(Adds strategist's comment, updates prices to close)
* TSX ends down 57.66 points, or 0.40 percent, at 14,193.87
* Nine of 10 main sectors fall
By Alastair Sharp
TORONTO, Aug 18 (Reuters) - Canada's main stock index fell
on Tuesday, its seventh decline in the last nine sessions, with
miners and railways leading a broad retreat as copper hit a
six-year low and Chinese equities tumbled.
First Quantum Minerals Ltd FM.TO plunged 9.7 percent to
C$7.65 and Teck Resources Ltd TCKb.TO shed 8 percent to
C$8.39.
"The rally that we saw in late July has pretty much been
snuffed out," said Elvis Picardo, a strategist at Global
Securities in Vancouver. "And it looks like the TSX is
inexorably on track to test the 14,000 support level again."

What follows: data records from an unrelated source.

//! Best-effort key and tag invalidation

use super::CacheService;
use crate::errors::{CacheError, Result};
use futures::future::join_all;

/// Outcome of an invalidation pass
#[derive(Debug, Clone, Default)]
pub struct InvalidationReport {
    /// Keys whose delete call succeeded (including keys that were absent)
    pub removed: Vec<String>,
    /// Keys whose delete call failed, with the storage error
    pub failures: Vec<(String, CacheError)>,
}

impl InvalidationReport {
    pub fn attempted(&self) -> usize {
        self.removed.len() + self.failures.len()
    }

    /// True when every delete succeeded
    pub fn is_complete(&self) -> bool {
        self.failures.is_empty()
    }
}

impl CacheService {
    /// Delete every key from the provider
    ///
    /// All deletes are attempted, concurrently; a failure for one key never
    /// prevents the others.
    #[tracing::instrument(skip_all, fields(count = tracing::field::Empty))]
    pub async fn invalidate<I, S>(&self, keys: I) -> InvalidationReport
    where
        I: IntoIterator<Item = S>,
        S: Into<String>,
    {
        let mut keys: Vec<String> = keys.into_iter().map(Into::into).collect();
        keys.sort();
        keys.dedup();
        tracing::Span::current().record("count", keys.len());

        let provider = &self.inner.provider;
        let outcomes = join_all(keys.iter().map(|key| provider.del(key))).await;

        let mut report = InvalidationReport::default();
        for (key, outcome) in keys.into_iter().zip(outcomes) {
            match outcome {
                Ok(()) => report.removed.push(key),
                Err(error) => {
                    self.inner.stats.record_storage_error();
                    tracing::warn!(key = %key, error = %error, "Failed to invalidate cache key");
                    report.failures.push((key, error));
                }
            }
        }

        self.inner.stats.record_invalidated(report.removed.len() as u64);
        tracing::debug!(
            removed = report.removed.len(),
            failed = report.failures.len(),
            "Invalidated cache keys"
        );
        report
    }

    /// Delete every key currently carrying any of `tags`
    ///
    /// Resolution and deletion are separate provider calls: a key tagged
    /// between the two is not guaranteed to be removed. Fails only if the tag
    /// lookup itself fails.
    #[tracing::instrument(skip_all, fields(tags = ?tags))]
    pub async fn invalidate_tags(&self, tags: &[String]) -> Result<InvalidationReport> {
        if tags.is_empty() {
            return Ok(InvalidationReport::default());
        }

        let keys = match self.inner.provider.get_keys_by_tag(tags).await {
            Ok(keys) => keys,
            Err(error) => {
                self.inner.stats.record_storage_error();
                tracing::warn!(error = %error, "Failed to resolve cache tags");
                return Err(error);
            }
        };

        Ok(self.invalidate(keys).await)
    }
}
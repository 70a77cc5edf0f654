//! Recovery and classification utilities for cache errors

use super::types::{CacheError, RecoveryHint};

impl CacheError {
    /// Get the recovery hint for this error
    #[must_use]
    pub fn recovery_hint(&self) -> RecoveryHint {
        match self {
            Self::Storage { recovery_hint, .. }
            | Self::Configuration { recovery_hint, .. }
            | Self::InvalidKey { recovery_hint, .. }
            | Self::Serialization { recovery_hint, .. } => recovery_hint.clone(),
            Self::Recompute { .. } => RecoveryHint::Manual {
                instructions: "Inspect the wrapped operation's error".to_string(),
            },
            Self::Aborted { .. } => RecoveryHint::Retry {
                after: std::time::Duration::ZERO,
            },
        }
    }

    /// Check if this error is transient and can be retried
    #[must_use]
    pub fn is_transient(&self) -> bool {
        matches!(
            self.recovery_hint(),
            RecoveryHint::Retry { .. } | RecoveryHint::CheckBackend { .. }
        )
    }

    /// True when the storage layer failed, not the wrapped computation
    #[must_use]
    pub const fn is_storage(&self) -> bool {
        matches!(self, Self::Storage { .. })
    }

    /// True when the caller-supplied computation failed
    #[must_use]
    pub const fn is_recompute(&self) -> bool {
        matches!(self, Self::Recompute { .. })
    }

    /// True for errors raised at the call site before any work happened
    #[must_use]
    pub const fn is_configuration(&self) -> bool {
        matches!(self, Self::Configuration { .. } | Self::InvalidKey { .. })
    }
}
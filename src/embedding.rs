//! Embedding provider trait for generating vector embeddings from text.

use async_trait::async_trait;

use crate::error::Result;

/// A provider that generates vector embeddings from text input.
///
/// Any backend exposing a "text → vector" function is substitutable; the
/// default [`embed_batch`](EmbeddingProvider::embed_batch) implementation
/// calls [`embed`](EmbeddingProvider::embed) sequentially, and backends
/// with native batching should override it.
#[async_trait]
pub trait EmbeddingProvider: Send + Sync {
    /// Generate an embedding vector for a single text input.
    async fn embed(&self, text: &str) -> Result<Vec<f32>>;

    /// Generate embedding vectors for a batch of text inputs.
    async fn embed_batch(&self, texts: &[&str]) -> Result<Vec<Vec<f32>>> {
        let mut results = Vec::with_capacity(texts.len());
        for text in texts {
            results.push(self.embed(text).await?);
        }
        Ok(results)
    }

    /// Return the dimensionality of embeddings produced by this provider.
    fn dimensions(&self) -> usize;
}
//! # agentic-rag
//!
//! A routed retrieval-and-verification question-answering pipeline over a
//! single local corpus, with live web search as a fallback backend.
//!
//! Each question flows through five sequential stages:
//!
//! 1. **Route** — classify the question to the local `vectorstore` or to
//!    `web_search`, by meaning rather than keywords.
//! 2. **Retrieve** — semantic search plus cross-encoder reranking over the
//!    [`DocumentStore`], or formatted web hits, via the [`RetrievalGateway`].
//! 3. **Grade relevance** — does the retrieved content align with the
//!    question?
//! 4. **Grade hallucination** — is the content factually grounded?
//! 5. **Finalize** — extract a grounded answer, or re-source from the web
//!    when grounding fails; never fabricate.
//!
//! ## Quick start
//!
//! ```rust,no_run
//! use agentic_rag::{AgenticRag, RagConfig};
//!
//! # async fn run() -> agentic_rag::Result<()> {
//! let config = RagConfig::builder()
//!     .source_path("data/attention_is_all_you_need.txt")
//!     .corpus_description("the Transformer architecture paper 'Attention Is All You Need'")
//!     .build()?;
//!
//! let app = AgenticRag::build(config).await?;
//! let answered = app.ask("What is the Self-Attention Mechanism in Transformers?").await?;
//! println!("{answered}");
//! # Ok(())
//! # }
//! ```
//!
//! All provider seams ([`EmbeddingProvider`], [`RelevanceScorer`],
//! [`WebSearchProvider`], [`ChatModel`]) are traits, so every backend is
//! substitutable and independently testable.

pub mod app;
pub mod chunking;
pub mod config;
pub mod document;
pub mod embedding;
pub mod error;
pub mod gateway;
pub mod model;
pub mod openai;
pub mod pipeline;
pub mod reranker;
pub mod store;
pub mod websearch;

pub use app::{AgenticRag, AnsweredQuestion};
pub use chunking::PassageExtractor;
pub use config::{RagConfig, RagConfigBuilder};
pub use document::{Passage, RouteDecision, ScoredPassage, Verdict, WebHit};
pub use embedding::EmbeddingProvider;
pub use error::{RagError, Result};
pub use gateway::{NO_CONTEXT_SENTINEL, RetrievalGateway};
pub use model::ChatModel;
pub use openai::{OpenAIChatModel, OpenAIEmbeddingProvider};
pub use pipeline::{INSUFFICIENT_EVIDENCE, Pipeline, RunReport, Stage};
pub use reranker::{CrossEncoderReranker, LexicalOverlapScorer, RelevanceScorer};
pub use store::DocumentStore;
pub use websearch::{TavilyClient, WebSearchProvider};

The Toronto Stock Exchange's S&P/TSX composite index
.GSPTSE lost 57.66 points, or 0.40 percent, to end at
14,193.87. Nine of its 10 main sectors fell.
Declining issues outnumbered advancers by 147 to 92, for a
1.60-to-1 ratio on the downside, while the index posted three
new 52-week highs and 21 new 52-week lows.
Telecoms were the only group to gain, which Picardo ascribed
to investors seeking out their attractive yields while worrying
about the sustainability of energy sector dividends.
Other influential decliners included pipeline operator
Enbridge Inc ENB.TO , which fell 1.2 percent to C$55.22, and
Barrick Gold Corp ABX.TO , which sank 3.2 percent to C$8.39.
Canadian National Railway Co CNR.TO slipped 0.8 percent to
C$79.51 and Canadian Pacific Railway Ltd CP.TO lost 1.5
percent to C$202.68, emblematic of concerns about Canada's
economic health.
"The continuation of a sell-off for all commodities is
something that's also lingered on," said Bryden Teich, associate
portfolio manager at Avenue Investment Management. "It's a
period of pain for a lot of the commodity industries and
producers."
Energy shares on the Toronto stock market have been hit
particularly hard this year with oil prices dropping to near
6-1/2-year lows. Teich said there is still too much global crude
supply and it is impossible to say when oil prices may bottom.
Investors are waiting to see if the minutes from the U.S.
Federal Reserve's last policy meeting, due to be released on
Wednesday, provide clues on when it might start raising interest
rates, a move that some see coming as early next month.
"It's definitely come to the point where they need to at
least raise rates away from crisis-level interest rates," Teich
said. "It signals confidence in the economy."